4. How do you treat ADHD?

The most important part of treatment for ADHD is creating structure for the child and understanding their limitations. There needs to be ongoing supervision and help with organization and planning.


ADHD medications can be extremely valuable for ADHD patients and should allow them to feel more integrated and in control of their emotions and their thought processes. Stimulant medications, such as methylphenidate (Ritalin), and amphetamine (Adderall), improve the amount of neurotransmitter in the pathways of the brain that allow us to suppress impulses and are considered a mainstay of medication management.

5. What can parents do to help children with ADHD?

Parents need to educate themselves and learn how children with ADHD tend to respond. They need to create as much structure as possible and not set their children up for failure by demanding behaviors that they are not capable of producing.


They should make sure that there is not excessive screen time, that the child is exercising regularly and that the diet is nutritious and does not contain preservatives, corn syrup solids and food dyes wherever possible.


“It is often helpful to find an activity that the child is naturally gifted in, which can provide an opportunity for them to excel at something and improve their self-esteem,” Dr. Levy says.

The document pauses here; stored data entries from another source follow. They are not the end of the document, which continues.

//! In-memory driver for testing and development

use crate::core::driver::{Driver, DriverKind, DriverTransaction, ResourceMetadata};
use crate::core::error::PersistenceError;
use crate::core::query::{self, Criteria, Paginator, Sorting, VecAdapter};
use crate::core::resource::Resource;
use crate::storage::{PendingWrite, UnitOfWork, to_document};
use async_trait::async_trait;
use indexmap::IndexMap;
use serde_json::Value;
use std::collections::HashSet;
use std::sync::{Arc, RwLock};
use uuid::Uuid;

type Store<T> = Arc<RwLock<IndexMap<Uuid, T>>>;

fn lock_error(e: impl std::fmt::Display) -> PersistenceError {
    PersistenceError::backend("in-memory", format!("Failed to acquire lock: {}", e))
}

/// In-memory driver
///
/// Resources are kept in insertion order. Optional unique fields are checked
/// at commit, the way a database constraint would reject the write.
#[derive(Clone)]
pub struct InMemoryDriver<T: Resource> {
    metadata: ResourceMetadata,
    store: Store<T>,
    unique: Vec<String>,
}

impl<T: Resource> InMemoryDriver<T> {
    pub fn new(metadata: ResourceMetadata) -> Self {
        Self {
            metadata,
            store: Arc::new(RwLock::new(IndexMap::new())),
            unique: Vec::new(),
        }
    }

    /// Reject commits that would store two resources with the same `field` value
    pub fn with_unique(mut self, field: impl Into<String>) -> Self {
        self.unique.push(field.into());
        self
    }

    pub fn metadata(&self) -> &ResourceMetadata {
        &self.metadata
    }

    pub fn len(&self) -> usize {
        self.store.read().map(|s| s.len()).unwrap_or(0)
    }

    pub fn is_empty(&self) -> bool {
        self.len() == 0
    }

    /// Copy of every stored resource in insertion order
    pub fn snapshot(&self) -> Vec<T> {
        self.store
            .read()
            .map(|s| s.values().cloned().collect())
            .unwrap_or_default()
    }

    fn matching(&self, criteria: &Criteria) -> Result<Vec<(Value, T)>, PersistenceError> {
        let store = self.store.read().map_err(lock_error)?;
        let mut found = Vec::new();
        for resource in store.values() {
            let document = to_document(resource)?;
            if query::matches(&document, criteria) {
                found.push((document, resource.clone()));
            }
        }
        Ok(found)
    }

    fn sorted(&self, criteria: &Criteria, sorting: &Sorting) -> Result<Vec<T>, PersistenceError> {
        let mut found = self.matching(criteria)?;
        query::sort_values(&mut found, sorting);
        Ok(found.into_iter().map(|(_, resource)| resource).collect())
    }
}

#[async_trait]
impl<T: Resource> Driver<T> for InMemoryDriver<T> {
    fn kind(&self) -> DriverKind {
        DriverKind::InMemory
    }

    async fn find_one_by(&self, criteria: &Criteria) -> Result<Option<T>, PersistenceError> {
        Ok(self
            .matching(criteria)?
            .into_iter()
            .next()
            .map(|(_, resource)| resource))
    }

    async fn find_by(
        &self,
        criteria: &Criteria,
        sorting: &Sorting,
        limit: Option<usize>,
    ) -> Result<Vec<T>, PersistenceError> {
        let mut found = self.sorted(criteria, sorting)?;
        if let Some(limit) = limit {
            found.truncate(limit);
        }
        Ok(found)
    }

    async fn create_paginator(
        &self,
        criteria: &Criteria,
        sorting: &Sorting,
    ) -> Result<Paginator<T>, PersistenceError> {
        Ok(Paginator::new(VecAdapter::new(self.sorted(criteria, sorting)?)))
    }

    async fn begin(&self) -> Result<Box<dyn DriverTransaction<T>>, PersistenceError> {
        Ok(Box::new(InMemoryTransaction {
            store: self.store.clone(),
            unique: self.unique.clone(),
            unit: UnitOfWork::new(),
        }))
    }
}

struct InMemoryTransaction<T: Resource> {
    store: Store<T>,
    unique: Vec<String>,
    unit: UnitOfWork<T>,
}

/// Resources the store would hold after applying `changes`
fn merged<'a, T: Resource>(
    store: &'a IndexMap<Uuid, T>,
    changes: &'a IndexMap<Uuid, Option<T>>,
) -> impl Iterator<Item = &'a T> {
    store
        .iter()
        .filter(|(id, _)| !changes.contains_key(*id))
        .map(|(_, resource)| resource)
        .chain(changes.values().flatten())
}

fn check_unique<T: Resource>(
    unique: &[String],
    store: &IndexMap<Uuid, T>,
    changes: &IndexMap<Uuid, Option<T>>,
) -> Result<(), PersistenceError> {
    if unique.is_empty() {
        return Ok(());
    }
    let documents = merged(store, changes)
        .map(to_document)
        .collect::<Result<Vec<_>, _>>()?;

    for field in unique {
        let mut seen: HashSet<String> = HashSet::new();
        for value in documents.iter().filter_map(|d| d.get(field)) {
            if value.is_null() {
                continue;
            }
            if !seen.insert(value.to_string()) {
                return Err(PersistenceError::ConstraintViolation {
                    resource: T::resource_name().to_string(),
                    constraint: format!("unique_{}", field),
                    message: format!("{} {} is already used", field, value),
                });
            }
        }
    }
    Ok(())
}

#[async_trait]
impl<T: Resource> DriverTransaction<T> for InMemoryTransaction<T> {
    async fn create(&mut self, resource: T) -> Result<T, PersistenceError> {
        Ok(self.unit.stage_create(resource))
    }

    async fn update(&mut self, resource: T) -> Result<T, PersistenceError> {
        self.unit.stage_update(resource)
    }

    async fn delete(&mut self, resource: &T) -> Result<(), PersistenceError> {
        self.unit.stage_delete(resource)
    }

    async fn commit(self: Box<Self>) -> Result<(), PersistenceError> {
        let InMemoryTransaction {
            store,
            unique,
            unit,
        } = *self;
        let mut store = store.write().map_err(lock_error)?;
        let missing = |id: Uuid| PersistenceError::Missing {
            resource: T::resource_name().to_string(),
            id: id.to_string(),
        };

        // Writes are checked against an overlay; the store is only touched once all pass
        let mut changes: IndexMap<Uuid, Option<T>> = IndexMap::new();
        for write in unit.into_writes() {
            let id = write.id();
            let present = match changes.get(&id) {
                Some(change) => change.is_some(),
                None => store.contains_key(&id),
            };
            match write {
                PendingWrite::Insert(_, resource) => {
                    if present {
                        return Err(PersistenceError::ConstraintViolation {
                            resource: T::resource_name().to_string(),
                            constraint: "primary_key".to_string(),
                            message: format!("id {} already exists", id),
                        });
                    }
                    changes.insert(id, Some(resource));
                }
                PendingWrite::Update(_, resource) if present => {
                    changes.insert(id, Some(resource));
                }
                PendingWrite::Delete(_) if present => {
                    changes.insert(id, None);
                }
                PendingWrite::Update(..) | PendingWrite::Delete(_) => return Err(missing(id)),
            }
        }
        check_unique(&unique, &store, &changes)?;

        for (id, change) in changes {
            match change {
                Some(resource) => {
                    store.insert(id, resource);
                }
                None => {
                    store.shift_remove(&id);
                }
            }
        }
        Ok(())
    }

    async fn rollback(self: Box<Self>) -> Result<(), PersistenceError> {
        Ok(())
    }
}
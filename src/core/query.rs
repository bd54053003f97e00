//! Criteria, sorting and pagination primitives shared by drivers and the controller

use crate::core::error::PersistenceError;
use async_trait::async_trait;
use indexmap::IndexMap;
use serde::{Deserialize, Serialize};
use serde_json::Value;
use std::cmp::Ordering;

/// Equality criteria keyed by field name
///
/// A scalar value matches fields equal to it, an array value matches fields equal
/// to any of its elements and `null` matches missing or null fields.
pub type Criteria = serde_json::Map<String, Value>;

/// Ordered sort specification (first entry is the primary key)
pub type Sorting = IndexMap<String, SortDirection>;

/// Sort direction
#[derive(Debug, Clone, Copy, PartialEq, Eq, Serialize, Deserialize)]
#[serde(rename_all = "lowercase")]
pub enum SortDirection {
    #[serde(alias = "ASC")]
    Asc,
    #[serde(alias = "DESC")]
    Desc,
}

/// Parse a sort expression
///
/// # Format
/// - `field` or `field:asc` (ascending)
/// - `field:desc` (descending)
/// - several keys separated by commas: `published:desc,title`
///
/// Unknown directions fall back to ascending; empty keys are skipped.
pub fn parse_sort(expr: &str) -> Sorting {
    expr.split(',')
        .filter_map(|part| {
            let mut pieces = part.trim().splitn(2, ':');
            let field = pieces.next()?.trim();
            if field.is_empty() {
                return None;
            }
            let direction = match pieces.next().map(|d| d.trim().to_ascii_lowercase()) {
                Some(d) if d == "desc" => SortDirection::Desc,
                _ => SortDirection::Asc,
            };
            Some((field.to_string(), direction))
        })
        .collect()
}

/// Check whether a serialized resource satisfies every criterion
pub fn matches(resource: &Value, criteria: &Criteria) -> bool {
    criteria.iter().all(|(field, expected)| {
        let actual = resource.get(field).unwrap_or(&Value::Null);
        match expected {
            Value::Array(candidates) => candidates.iter().any(|c| c == actual),
            other => other == actual,
        }
    })
}

/// Total order over JSON values used for in-process sorting
///
/// Null sorts first, then booleans, numbers and strings; values of other
/// types compare equal.
pub fn compare_values(a: &Value, b: &Value) -> Ordering {
    fn rank(v: &Value) -> u8 {
        match v {
            Value::Null => 0,
            Value::Bool(_) => 1,
            Value::Number(_) => 2,
            Value::String(_) => 3,
            _ => 4,
        }
    }

    match (a, b) {
        (Value::Bool(x), Value::Bool(y)) => x.cmp(y),
        (Value::Number(x), Value::Number(y)) => {
            let x = x.as_f64().unwrap_or(0.0);
            let y = y.as_f64().unwrap_or(0.0);
            x.partial_cmp(&y).unwrap_or(Ordering::Equal)
        }
        (Value::String(x), Value::String(y)) => x.cmp(y),
        _ => rank(a).cmp(&rank(b)),
    }
}

/// Sort serialized resources in place according to `sorting`
pub fn sort_values<T>(items: &mut [(Value, T)], sorting: &Sorting) {
    if sorting.is_empty() {
        return;
    }
    items.sort_by(|(a, _), (b, _)| {
        for (field, direction) in sorting {
            let left = a.get(field).unwrap_or(&Value::Null);
            let right = b.get(field).unwrap_or(&Value::Null);
            let ord = match direction {
                SortDirection::Asc => compare_values(left, right),
                SortDirection::Desc => compare_values(right, left),
            };
            if ord != Ordering::Equal {
                return ord;
            }
        }
        Ordering::Equal
    });
}

// ---------------------------------------------------------------------------
// Pagination
// ---------------------------------------------------------------------------

/// Default page size when a paginator is created without one
pub const DEFAULT_MAX_PER_PAGE: usize = 10;

/// Source of a paginated result set
///
/// Implemented by each driver so that counting and slicing run against the
/// backend instead of loading the whole set.
#[async_trait]
pub trait PaginatorAdapter<T>: Send + Sync {
    /// Total number of matching resources
    async fn count(&self) -> Result<usize, PersistenceError>;

    /// `length` resources starting at `offset`, in sort order
    async fn slice(&self, offset: usize, length: usize) -> Result<Vec<T>, PersistenceError>;
}

/// Adapter over an already materialized, filtered and sorted result set
pub struct VecAdapter<T> {
    items: Vec<T>,
}

impl<T> VecAdapter<T> {
    pub fn new(items: Vec<T>) -> Self {
        Self { items }
    }
}

#[async_trait]
impl<T: Clone + Send + Sync> PaginatorAdapter<T> for VecAdapter<T> {
    async fn count(&self) -> Result<usize, PersistenceError> {
        Ok(self.items.len())
    }

    async fn slice(&self, offset: usize, length: usize) -> Result<Vec<T>, PersistenceError> {
        Ok(self.items.iter().skip(offset).take(length).cloned().collect())
    }
}

/// Paginator handle returned by the `createPaginator` operation
///
/// Page number and page size are set on the handle after resolution; nothing
/// is fetched until [`Paginator::current_page_results`] is awaited.
pub struct Paginator<T> {
    adapter: Box<dyn PaginatorAdapter<T>>,
    current_page: usize,
    max_per_page: usize,
}

impl<T> Paginator<T> {
    pub fn new(adapter: impl PaginatorAdapter<T> + 'static) -> Self {
        Self {
            adapter: Box::new(adapter),
            current_page: 1,
            max_per_page: DEFAULT_MAX_PER_PAGE,
        }
    }

    /// Set the page to fetch; pages start at 1 and lower values are raised to 1
    pub fn set_current_page(&mut self, page: usize) -> &mut Self {
        self.current_page = page.max(1);
        self
    }

    /// Set the page size; a size of 0 is raised to 1
    pub fn set_max_per_page(&mut self, max_per_page: usize) -> &mut Self {
        self.max_per_page = max_per_page.max(1);
        self
    }

    pub fn current_page(&self) -> usize {
        self.current_page
    }

    pub fn max_per_page(&self) -> usize {
        self.max_per_page
    }

    /// Fetch the resources of the current page together with pagination metadata
    ///
    /// A page past the end yields an empty item list.
    pub async fn current_page_results(&self) -> Result<PaginatedResponse<T>, PersistenceError> {
        let total = self.adapter.count().await?;
        let data = match (self.current_page - 1).checked_mul(self.max_per_page) {
            Some(offset) if offset < total => self.adapter.slice(offset, self.max_per_page).await?,
            _ => Vec::new(),
        };

        Ok(PaginatedResponse {
            data,
            pagination: PaginationMeta::new(self.current_page, self.max_per_page, total),
        })
    }
}

/// Paginated response structure
#[derive(Debug, Serialize)]
pub struct PaginatedResponse<T> {
    /// The resources of the requested page
    pub data: Vec<T>,

    /// Pagination metadata
    pub pagination: PaginationMeta,
}

/// Pagination metadata
#[derive(Debug, Clone, PartialEq, Serialize)]
pub struct PaginationMeta {
    /// Current page number (starts at 1)
    pub page: usize,

    /// Number of items per page
    pub limit: usize,

    /// Total number of items matching the criteria
    pub total: usize,

    /// Total number of pages
    pub total_pages: usize,

    /// Whether there is a next page
    pub has_next: bool,

    /// Whether there is a previous page
    pub has_prev: bool,
}

impl PaginationMeta {
    pub fn new(page: usize, limit: usize, total: usize) -> Self {
        let page = page.max(1);
        let limit = limit.max(1);
        let total_pages = total.div_ceil(limit);
        let has_next = match (page - 1).checked_mul(limit) {
            Some(start) => start.saturating_add(limit) < total,
            None => false,
        };

        Self {
            page,
            limit,
            total,
            total_pages,
            has_next,
            has_prev: page > 1,
        }
    }
}
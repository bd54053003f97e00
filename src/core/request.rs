//! Transport-neutral view of an incoming request

use crate::core::auth::AuthContext;
use crate::core::feedback::FlashBag;
use crate::core::query::{Criteria, Sorting};
use crate::core::resource::ResourceIdentifier;
use axum::http::Method;
use serde_json::Value;
use std::sync::Arc;
use uuid::Uuid;

/// Everything an action reads from a request
#[derive(Debug, Clone)]
pub struct ResourceRequest {
    pub method: Method,
    /// Target of show, update and delete
    pub identifier: Option<ResourceIdentifier>,
    /// Requested page of the index action (1-based)
    pub page: Option<usize>,
    /// Requested format (`html`, `json`, ...)
    pub format: String,
    /// Submitted form data
    pub body: Option<Value>,
    pub filter: Option<Criteria>,
    pub sort: Option<Sorting>,
    pub auth: AuthContext,
    /// Feedback recorded while serving this request, drained by rendered views
    pub flashes: Arc<FlashBag>,
}

impl Default for ResourceRequest {
    fn default() -> Self {
        Self::new(Method::GET)
    }
}

impl ResourceRequest {
    pub fn new(method: Method) -> Self {
        Self {
            method,
            identifier: None,
            page: None,
            format: "html".to_string(),
            body: None,
            filter: None,
            sort: None,
            auth: AuthContext::Anonymous,
            flashes: Arc::new(FlashBag::new()),
        }
    }

    pub fn get() -> Self {
        Self::new(Method::GET)
    }

    pub fn post() -> Self {
        Self::new(Method::POST)
    }

    pub fn put() -> Self {
        Self::new(Method::PUT)
    }

    pub fn patch() -> Self {
        Self::new(Method::PATCH)
    }

    pub fn delete() -> Self {
        Self::new(Method::DELETE)
    }

    pub fn with_id(mut self, id: Uuid) -> Self {
        self.identifier = Some(ResourceIdentifier::Id(id));
        self
    }

    pub fn with_slug(mut self, slug: impl Into<String>) -> Self {
        self.identifier = Some(ResourceIdentifier::Slug(slug.into()));
        self
    }

    pub fn with_identifier(mut self, identifier: ResourceIdentifier) -> Self {
        self.identifier = Some(identifier);
        self
    }

    pub fn with_page(mut self, page: usize) -> Self {
        self.page = Some(page);
        self
    }

    pub fn with_format(mut self, format: impl Into<String>) -> Self {
        self.format = format.into();
        self
    }

    pub fn with_body(mut self, body: Value) -> Self {
        self.body = Some(body);
        self
    }

    pub fn with_filter(mut self, filter: Criteria) -> Self {
        self.filter = Some(filter);
        self
    }

    pub fn with_sort(mut self, sort: Sorting) -> Self {
        self.sort = Some(sort);
        self
    }

    pub fn with_auth(mut self, auth: AuthContext) -> Self {
        self.auth = auth;
        self
    }

    /// Record feedback into `bag` instead of a fresh one
    pub fn with_flashes(mut self, bag: Arc<FlashBag>) -> Self {
        self.flashes = bag;
        self
    }

    /// Requested page, defaulting to the first
    pub fn page(&self) -> usize {
        self.page.unwrap_or(1).max(1)
    }

    pub fn is_method(&self, method: &Method) -> bool {
        &self.method == method
    }

    /// Whether the request submits data for a create (POST only)
    pub fn submits_creation(&self) -> bool {
        self.method == Method::POST
    }

    /// Whether the request submits data for an update (PUT, PATCH or POST)
    pub fn submits_update(&self) -> bool {
        matches!(self.method, Method::PUT | Method::PATCH | Method::POST)
    }
}
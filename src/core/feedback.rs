//! User feedback (flash messages)
//!
//! The domain manager records one message per completed or stopped mutation.
//! Messages carry a translation key plus parameters; [`FeedbackMessage::text`]
//! renders the default English wording when no translator sits in between.

use crate::config::{Action, ResourceConfig};
use serde::{Deserialize, Serialize};
use std::collections::BTreeMap;
use std::sync::{Arc, Mutex};

/// Severity of a feedback message
#[derive(Debug, Clone, Copy, PartialEq, Eq, Serialize, Deserialize)]
#[serde(rename_all = "lowercase")]
pub enum FeedbackSeverity {
    Success,
    Info,
    Warning,
    Error,
}

/// A single message shown to the user after a request
#[derive(Debug, Clone, PartialEq, Serialize, Deserialize)]
pub struct FeedbackMessage {
    pub severity: FeedbackSeverity,
    pub key: String,
    pub parameters: BTreeMap<String, String>,
}

impl FeedbackMessage {
    pub fn new(severity: FeedbackSeverity, key: impl Into<String>) -> Self {
        Self {
            severity,
            key: key.into(),
            parameters: BTreeMap::new(),
        }
    }

    pub fn success(key: impl Into<String>) -> Self {
        Self::new(FeedbackSeverity::Success, key)
    }

    pub fn error(key: impl Into<String>) -> Self {
        Self::new(FeedbackSeverity::Error, key)
    }

    pub fn with_parameter(mut self, name: impl Into<String>, value: impl Into<String>) -> Self {
        self.parameters.insert(name.into(), value.into());
        self
    }

    /// Default English text with parameters substituted
    ///
    /// Keys ending in `.create`, `.update` or `.delete` get the standard
    /// success wording; any other key is used as the text itself.
    pub fn text(&self) -> String {
        let template = match self.key.rsplit('.').next() {
            Some("create") => "%resource% has been successfully created.",
            Some("update") => "%resource% has been successfully updated.",
            Some("delete") => "%resource% has been successfully deleted.",
            _ => self.key.as_str(),
        };

        self.parameters
            .iter()
            .fold(template.to_string(), |text, (name, value)| {
                text.replace(name.as_str(), value)
            })
    }
}

/// Destination of feedback messages
pub trait FeedbackSink: Send + Sync {
    fn add(&self, message: FeedbackMessage);
}

/// Flash bag collecting the messages of one request
///
/// Every [`ResourceRequest`](crate::core::request::ResourceRequest) owns a
/// bag. Messages stay until [`FlashBag::take_all`] drains them, which a
/// rendered view does.
#[derive(Debug, Default)]
pub struct FlashBag {
    messages: Mutex<Vec<FeedbackMessage>>,
}

impl FlashBag {
    pub fn new() -> Self {
        Self::default()
    }

    /// Messages currently held, without removing them
    pub fn peek(&self) -> Vec<FeedbackMessage> {
        self.messages
            .lock()
            .unwrap_or_else(|e| e.into_inner())
            .clone()
    }

    /// Remove and return every message
    pub fn take_all(&self) -> Vec<FeedbackMessage> {
        let mut messages = self.messages.lock().unwrap_or_else(|e| e.into_inner());
        std::mem::take(&mut *messages)
    }

    pub fn is_empty(&self) -> bool {
        self.peek().is_empty()
    }
}

impl FeedbackSink for FlashBag {
    fn add(&self, message: FeedbackMessage) {
        self.messages
            .lock()
            .unwrap_or_else(|e| e.into_inner())
            .push(message);
    }
}

/// Records action feedback for one resource type
#[derive(Clone)]
pub struct FlashHelper {
    config: Arc<ResourceConfig>,
}

impl FlashHelper {
    pub fn new(config: Arc<ResourceConfig>) -> Self {
        Self { config }
    }

    /// Record the success message of a completed action
    pub fn success(&self, sink: &dyn FeedbackSink, action: Action) {
        let message = FeedbackMessage::success(self.config.flash_key(action))
            .with_parameter("%resource%", self.config.display_name());
        sink.add(message);
    }
}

6. What can parents do to help children with ADHD with their education?

Parents of children with ADHD should maintain a strong channel of communication with their children’s teachers and work closely to keep them on task.


For example, if parents know about long-term projects right when they are given (rather than the night before when the child falls to pieces), they can help the child break the work up into manageable sections and work on the project a little at a time.


Teachers can also help by double-checking that homework assignments are written down and that homework is being turned in when it’s due. It is best if this can be achieved without singling out the child in front of the rest of the class.